Pieni di parole taglienti che fanno sempre discutere, i loro testi attaccano il perbenismo, i luoghi comuni, lo star system. E fanno notizia le loro rivalità che, pur ricordando quelle tra rapper americani, non vanno mai oltre la polemica verbale. «È vero» spiega J-Ax, che ha appena pubblicato l’album «Meglio prima (?)», già al secondo posto della classifica. «A volte nascono dei dissing (attacchi personali sotto forma di canzone, ndr) ma cerchiamo di rimanere uniti e collaboriamo. È così che si fa musica».

Sarà, ma questo atteggiamento di fratellanza è spesso solo un modo per fare buon viso a cattivo gioco. I rapper dispensano le proprie verità sul mondo, diventando guru e un po’ profeti. Alcuni sono sperimentali e intimisti, come Nesli (fratello di Fibra); altri, come i Club Dogo e Mondo Marcio, si sentono invece più vicini alla vecchia scuola. Ma ciò a cui tutti tengono di più è la credibilità unita al rispetto. E per difenderla non si tirano mai indietro.

Da sinistra, i Club Dogo (Guè Pequeno, Jake La Furia e Don Joe) e Nesli

Di età media intorno ai trent’anni, erano ragazzini quando Jovanotti, nel 1988, conquistò i teenager italiani con i suoi brani fatti di parole in rima non cantate, impreziosite da una travolgente base ritmica importata dagli Stati Uniti. Da allora il rap italiano è spesso entrato in classifica: dagli Articolo 31 a Neffa, dai Gemelli Diversi ai 99 Posse senza dimenticare Er Piotta con «Supercafone».

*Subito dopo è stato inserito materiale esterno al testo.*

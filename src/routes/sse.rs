use std::convert::Infallible;

use axum::{
    Router,
    extract::{Path, State},
    response::sse::{Event, Sse},
    routing::get,
};
use futures::Stream;
use uuid::Uuid;

use crate::{error::AppError, services::sse_service, state::SharedState};

#[utoipa::path(
    get,
    path = "/rooms/{roomId}/events",
    tag = "sse",
    params(("roomId" = Uuid, Path, description = "Room identifier")),
    responses(
        (status = 200, description = "Room event stream", content_type = "text/event-stream", body = String),
        (status = 404, description = "Room not found", body = crate::error::ErrorBody)
    )
)]
/// Stream `room.updated`, `answer.received` and `reaction.sent` events of a room.
pub async fn room_events(
    State(state): State<SharedState>,
    Path(room_id): Path<Uuid>,
) -> Result<Sse<impl Stream<Item = Result<Event, Infallible>>>, AppError> {
    Ok(sse_service::room_stream(&state, room_id).await?)
}

/// Configure the SSE endpoints.
pub fn router() -> Router<SharedState> {
    Router::<SharedState>::new().route("/rooms/{roomId}/events", get(room_events))
}
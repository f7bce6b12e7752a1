use std::sync::Arc;

use axum::{
    Router,
    body::Body,
    http::{Request, StatusCode, header},
};
use http_body_util::BodyExt;
use serde_json::{Value, json};
use tower::ServiceExt;

use quiz_room_back::{
    build_router,
    config::AppConfig,
    dao::room_store::{RoomStore, memory::InMemoryRoomStore},
    state::{AppState, clock::ManualClock},
};

fn app() -> Router {
    let store: Arc<dyn RoomStore> = Arc::new(InMemoryRoomStore::new());
    let config = AppConfig {
        auto_advance: false,
        ..AppConfig::default()
    };
    let state = AppState::with_store(config, Arc::new(ManualClock::new(1_000_000)), store);
    build_router(state)
}

async fn send(app: &Router, method: &str, uri: &str, body: Option<Value>) -> (StatusCode, Value) {
    let builder = Request::builder().method(method).uri(uri);
    let request = match body {
        Some(body) => builder
            .header(header::CONTENT_TYPE, "application/json")
            .body(Body::from(body.to_string())),
        None => builder.body(Body::empty()),
    }
    .expect("request");

    let response = app.clone().oneshot(request).await.expect("response");
    let status = response.status();
    let bytes = response
        .into_body()
        .collect()
        .await
        .expect("body")
        .to_bytes();
    let value = if bytes.is_empty() {
        Value::Null
    } else {
        serde_json::from_slice(&bytes).expect("json body")
    };
    (status, value)
}

async fn seed_deck(app: &Router) -> String {
    let (status, body) = send(
        app,
        "POST",
        "/decks",
        Some(json!({
            "name": "Capitals",
            "questions": [
                { "prompt": "Capital of France?", "choices": ["Paris", "Lyon"], "correctIndex": 0 },
                { "prompt": "Capital of Japan?", "choices": ["Osaka", "Tokyo"], "correctIndex": 1 }
            ]
        })),
    )
    .await;
    assert_eq!(status, StatusCode::OK, "{body}");
    assert_eq!(body["questionCount"], 2);
    body["id"].as_str().expect("deck id").to_owned()
}

#[tokio::test]
async fn healthcheck_reports_ok_with_memory_store() {
    let app = app();
    let (status, body) = send(&app, "GET", "/healthcheck", None).await;
    assert_eq!(status, StatusCode::OK);
    assert_eq!(body["status"], "ok");
}

#[tokio::test]
async fn decks_are_listed_after_creation() {
    let app = app();
    seed_deck(&app).await;

    let (status, body) = send(&app, "GET", "/decks", None).await;
    assert_eq!(status, StatusCode::OK);
    assert_eq!(body.as_array().map(Vec::len), Some(1));
}

#[tokio::test]
async fn empty_deck_is_rejected() {
    let app = app();
    let (status, body) = send(
        &app,
        "POST",
        "/decks",
        Some(json!({ "name": "Empty", "questions": [] })),
    )
    .await;
    assert_eq!(status, StatusCode::BAD_REQUEST);
    assert_eq!(body["code"], "INVALID_INPUT");
    assert_eq!(body["retryable"], false);
}

#[tokio::test]
async fn host_and_guest_reach_a_scheduled_start() {
    let app = app();
    let deck_id = seed_deck(&app).await;

    let (status, host) = send(
        &app,
        "POST",
        "/rooms",
        Some(json!({ "deckId": deck_id, "nickname": "Host", "guestKey": "host-key-1" })),
    )
    .await;
    assert_eq!(status, StatusCode::OK, "{host}");
    assert_eq!(host["isHost"], true);
    assert_eq!(host["room"]["status"], "lobby");
    let room_id = host["roomId"].as_str().expect("room id").to_owned();
    let code = host["code"].as_str().expect("code").to_owned();

    let (status, guest) = send(
        &app,
        "POST",
        "/rooms/join",
        Some(json!({ "code": code.to_lowercase(), "nickname": "Guest", "guestKey": "guest-key-1" })),
    )
    .await;
    assert_eq!(status, StatusCode::OK, "{guest}");
    assert_eq!(guest["isHost"], false);
    assert_eq!(guest["roomId"], room_id.as_str());

    let (status, view) = send(&app, "GET", &format!("/rooms/code/{code}"), None).await;
    assert_eq!(status, StatusCode::OK);
    assert_eq!(view["participants"].as_array().map(Vec::len), Some(2));

    let (status, body) = send(
        &app,
        "POST",
        "/actions",
        Some(json!({
            "action": "setReady",
            "roomId": room_id,
            "participantId": guest["participantId"],
            "guestKey": "guest-key-1",
            "ready": true
        })),
    )
    .await;
    assert_eq!(status, StatusCode::OK, "{body}");
    assert_eq!(body["data"]["ok"], true);

    let (status, body) = send(
        &app,
        "POST",
        "/actions",
        Some(json!({
            "action": "start",
            "roomId": room_id,
            "participantId": host["participantId"],
            "guestKey": "host-key-1"
        })),
    )
    .await;
    assert_eq!(status, StatusCode::OK, "{body}");
    assert!(body["data"]["pendingActionId"].is_string());
    assert!(body["data"]["executeAt"].as_i64().expect("executeAt") > 1_000_000);

    let (status, view) = send(&app, "GET", &format!("/rooms/{room_id}"), None).await;
    assert_eq!(status, StatusCode::OK);
    assert_eq!(view["pendingAction"]["kind"], "start");
}

#[tokio::test]
async fn acting_for_someone_else_is_forbidden() {
    let app = app();
    let deck_id = seed_deck(&app).await;
    let (_, host) = send(
        &app,
        "POST",
        "/rooms",
        Some(json!({ "deckId": deck_id, "nickname": "Host", "guestKey": "host-key-1" })),
    )
    .await;

    let (status, body) = send(
        &app,
        "POST",
        "/actions",
        Some(json!({
            "action": "heartbeat",
            "roomId": host["roomId"],
            "participantId": host["participantId"],
            "guestKey": "intruder-key"
        })),
    )
    .await;
    assert_eq!(status, StatusCode::FORBIDDEN);
    assert_eq!(body["code"], "NOT_AUTHORIZED");
}

#[tokio::test]
async fn unknown_action_is_rejected() {
    let app = app();
    let (status, body) = send(
        &app,
        "POST",
        "/actions",
        Some(json!({
            "action": "selfDestruct",
            "roomId": "00000000-0000-0000-0000-000000000000",
            "participantId": "00000000-0000-0000-0000-000000000000",
            "guestKey": "guest-key-1"
        })),
    )
    .await;
    assert_eq!(status, StatusCode::BAD_REQUEST);
    assert_eq!(body["code"], "INVALID_ACTION");
}

#[tokio::test]
async fn missing_identity_is_unauthenticated() {
    let app = app();
    let deck_id = seed_deck(&app).await;
    let (status, body) = send(
        &app,
        "POST",
        "/rooms",
        Some(json!({ "deckId": deck_id, "nickname": "Host" })),
    )
    .await;
    assert_eq!(status, StatusCode::UNAUTHORIZED);
    assert_eq!(body["code"], "UNAUTHENTICATED");
}

#[tokio::test]
async fn missing_room_is_not_found() {
    let app = app();
    let (status, body) = send(
        &app,
        "GET",
        "/rooms/00000000-0000-0000-0000-000000000000",
        None,
    )
    .await;
    assert_eq!(status, StatusCode::NOT_FOUND);
    assert_eq!(body["code"], "ROOM_NOT_FOUND");
    assert_eq!(body["retryable"], false);

    let (status, body) = send(&app, "GET", "/rooms/code/ZZZZZZ", None).await;
    assert_eq!(status, StatusCode::NOT_FOUND);
    assert_eq!(body["code"], "ROOM_NOT_FOUND");
}

#[tokio::test]
async fn malformed_code_is_invalid_input() {
    let app = app();
    let (status, body) = send(&app, "GET", "/rooms/code/AB", None).await;
    assert_eq!(status, StatusCode::BAD_REQUEST);
    assert_eq!(body["code"], "INVALID_INPUT");
}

Ma il successo di oggi, alimentato da Internet grazie ai forum e a Facebook, ha proporzioni ben diverse. L’album «Controcultura» di Fabri Fibra, per esempio, è da 47 settimane tra i più venduti, mentre lo scorso giugno i due progetti solisti dei Club Dogo sono entrati nella Top 10. E il primo «Best of» di Fibra, in uscita a metà novembre con tutti i suoi successi e alcuni inediti, è uno dei cd più attesi dell’autunno. Insomma, questi «ragazzacci», con le loro vite che diventano racconto della realtà, rappresentano la nuova linfa del mercato discografico.